■ **What the task asks**: Repeat all the data that appears below, keeping it exact.
==== Given information ====
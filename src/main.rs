//! # Case Context CLI (`casectx`)
//!
//! ## Usage
//!
//! ```bash
//! casectx --config ./config/casectx.toml <command>
//! ```
//!
//! ## Commands
//!
//! | Command | Description |
//! |---------|-------------|
//! | `casectx scan` | List corpus documents and skipped files |
//! | `casectx search "<query>"` | Ranked relevant documents |
//! | `casectx context "<query>"` | Print the assembled context |
//! | `casectx stats` | Corpus overview by category and encoding |
//! | `casectx serve` | Start the JSON HTTP server |
//!
//! ## Examples
//!
//! ```bash
//! # What would the prompt composer receive?
//! casectx context "数据库连接超时问题" --budget 4000
//!
//! # Why did a document rank where it did?
//! casectx search "connection pool exhausted" --explain
//!
//! # Inspect another reference folder without editing the config
//! casectx stats --root ./other_references
//! ```

use anyhow::Result;
use clap::{Parser, Subcommand};
use std::path::PathBuf;
use tracing::info;

use case_context::config::{self, Config};
use case_context::retrieve::Retriever;
use case_context::{context, search, server, stats, telemetry};

/// Case Context — historical-reference retrieval and context assembly.
///
/// Commands that need a corpus accept `--root`; otherwise `[corpus].root`
/// from the config file is used. When the config file does not exist,
/// built-in defaults apply.
#[derive(Parser)]
#[command(
    name = "casectx",
    about = "Case Context — select and pack relevant historical references into a prompt context",
    version
)]
struct Cli {
    /// Path to configuration file (TOML).
    #[arg(long, global = true, default_value = "./config/casectx.toml")]
    config: PathBuf,

    #[command(subcommand)]
    command: Commands,
}

#[derive(Subcommand)]
enum Commands {
    /// Scan a reference folder and list what was loaded.
    Scan {
        /// Corpus root (overrides `[corpus].root`).
        #[arg(long)]
        root: Option<PathBuf>,
    },

    /// List the documents most relevant to a query.
    Search {
        query: String,

        #[arg(long)]
        root: Option<PathBuf>,

        /// Maximum number of results (defaults to `[retrieval].search_limit`).
        #[arg(long)]
        limit: Option<usize>,

        /// Show shared keywords and the category match per result.
        #[arg(long)]
        explain: bool,
    },

    /// Assemble and print the context for a query.
    Context {
        query: String,

        #[arg(long)]
        root: Option<PathBuf>,

        /// Context budget in characters (defaults to `[retrieval].budget`).
        #[arg(long)]
        budget: Option<usize>,

        /// Print entries and metadata as JSON.
        #[arg(long)]
        json: bool,
    },

    /// Show corpus statistics.
    Stats {
        #[arg(long)]
        root: Option<PathBuf>,
    },

    /// Start the JSON HTTP server.
    Serve,
}

fn load(path: &std::path::Path) -> Result<Config> {
    if path.exists() {
        config::load_config(path)
    } else {
        info!(config = %path.display(), "config file not found, using defaults");
        Ok(Config::minimal())
    }
}

#[tokio::main]
async fn main() -> Result<()> {
    telemetry::init_tracing();

    let cli = Cli::parse();
    let cfg = load(&cli.config)?;

    match cli.command {
        Commands::Scan { root } => {
            let root = root.unwrap_or_else(|| cfg.corpus.root.clone());
            let retriever = Retriever::from_config(&cfg)?;
            let snapshot = retriever.cache().get_snapshot(&root)?;
            stats::print_scan(&snapshot);
        }
        Commands::Search {
            query,
            root,
            limit,
            explain,
        } => {
            let root = root.unwrap_or_else(|| cfg.corpus.root.clone());
            let limit = limit.unwrap_or(cfg.retrieval.search_limit);
            let retriever = Retriever::from_config(&cfg)?;
            search::run_search(&retriever, &root, &query, limit, explain)?;
        }
        Commands::Context {
            query,
            root,
            budget,
            json,
        } => {
            let root = root.unwrap_or_else(|| cfg.corpus.root.clone());
            let budget = budget.unwrap_or(cfg.retrieval.budget);
            let retriever = Retriever::from_config(&cfg)?;
            context::run_context(&retriever, &root, &query, budget, json)?;
        }
        Commands::Stats { root } => {
            let root = root.unwrap_or_else(|| cfg.corpus.root.clone());
            let retriever = Retriever::from_config(&cfg)?;
            let snapshot = retriever.cache().get_snapshot(&root)?;
            stats::print_stats(&snapshot);
        }
        Commands::Serve => {
            server::run_server(&cfg).await?;
        }
    }

    Ok(())
}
====
■ **Response to this task**:
filename src/main.rs
//! # Case Context CLI (`casectx`)
//!
//! ## Usage
//!
//! ```bash
//! casectx --config ./config/casectx.toml <command>
//! ```
//!
//! ## Commands
//!
//! | Command | Description |
//! |---------|-------------|
//! | `casectx scan` | List corpus documents and skipped files |
//! | `casectx search "<query>"` | Ranked relevant documents |
//! | `casectx context "<query>"` | Print the assembled context |
//! | `casectx stats` | Corpus overview by category and encoding |
//! | `casectx serve` | Start the JSON HTTP server |
//!
//! ## Examples
//!
//! ```bash
//! # What would the prompt composer receive?
//! casectx context "数据库连接超时问题" --budget 4000
//!
//! # Why did a document rank where it did?
//! casectx search "connection pool exhausted" --explain
//!
//! # Inspect another reference folder without editing the config
//! casectx stats --root ./other_references
//! ```

use anyhow::Result;
use clap::{Parser, Subcommand};
use std::path::PathBuf;
use tracing::info;

use case_context::config::{self, Config};
use case_context::retrieve::Retriever;
use case_context::{context, search, server, stats, telemetry};

/// Case Context — historical-reference retrieval and context assembly.
///
/// Commands that need a corpus accept `--root`; otherwise `[corpus].root`
/// from the config file is used. When the config file does not exist,
/// built-in defaults apply.
#[derive(Parser)]
#[command(
    name = "casectx",
    about = "Case Context — select and pack relevant historical references into a prompt context",
    version
)]
struct Cli {
    /// Path to configuration file (TOML).
    #[arg(long, global = true, default_value = "./config/casectx.toml")]
    config: PathBuf,

    #[command(subcommand)]
    command: Commands,
}

#[derive(Subcommand)]
enum Commands {
    /// Scan a reference folder and list what was loaded.
    Scan {
        /// Corpus root (overrides `[corpus].root`).
        #[arg(long)]
        root: Option<PathBuf>,
    },

    /// List the documents most relevant to a query.
    Search {
        query: String,

        #[arg(long)]
        root: Option<PathBuf>,

        /// Maximum number of results (defaults to `[retrieval].search_limit`).
        #[arg(long)]
        limit: Option<usize>,

        /// Show shared keywords and the category match per result.
        #[arg(long)]
        explain: bool,
    },

    /// Assemble and print the context for a query.
    Context {
        query: String,

        #[arg(long)]
        root: Option<PathBuf>,

        /// Context budget in characters (defaults to `[retrieval].budget`).
        #[arg(long)]
        budget: Option<usize>,

        /// Print entries and metadata as JSON.
        #[arg(long)]
        json: bool,
    },

    /// Show corpus statistics.
    Stats {
        #[arg(long)]
        root: Option<PathBuf>,
    },

    /// Start the JSON HTTP server.
    Serve,
}

fn load(path: &std::path::Path) -> Result<Config> {
    if path.exists() {
        config::load_config(path)
    } else {
        info!(config = %path.display(), "config file not found, using defaults");
        Ok(Config::minimal())
    }
}

#[tokio::main]
async fn main() -> Result<()> {
    telemetry::init_tracing();

    let cli = Cli::parse();
    let cfg = load(&cli.config)?;

    match cli.command {
        Commands::Scan { root } => {
            let root = root.unwrap_or_else(|| cfg.corpus.root.clone());
            let retriever = Retriever::from_config(&cfg)?;
            let snapshot = retriever.cache().get_snapshot(&root)?;
            stats::print_scan(&snapshot);
        }
        Commands::Search {
            query,
            root,
            limit,
            explain,
        } => {
            let root = root.unwrap_or_else(|| cfg.corpus.root.clone());
            let limit = limit.unwrap_or(cfg.retrieval.search_limit);
            let retriever = Retriever::from_config(&cfg)?;
            search::run_search(&retriever, &root, &query, limit, explain)?;
        }
        Commands::Context {
            query,
            root,
            budget,
            json,
        } => {
            let root = root.unwrap_or_else(|| cfg.corpus.root.clone());
            let budget = budget.unwrap_or(cfg.retrieval.budget);
            let retriever = Retriever::from_config(&cfg)?;
            context::run_context(&retriever, &root, &query, budget, json)?;
        }
        Commands::Stats { root } => {
            let root = root.unwrap_or_else(|| cfg.corpus.root.clone());
            let retriever = Retriever::from_config(&cfg)?;
            let snapshot = retriever.cache().get_snapshot(&root)?;
            stats::print_stats(&snapshot);
        }
        Commands::Serve => {
            server::run_server(&cfg).await?;
        }
    }

    Ok(())
}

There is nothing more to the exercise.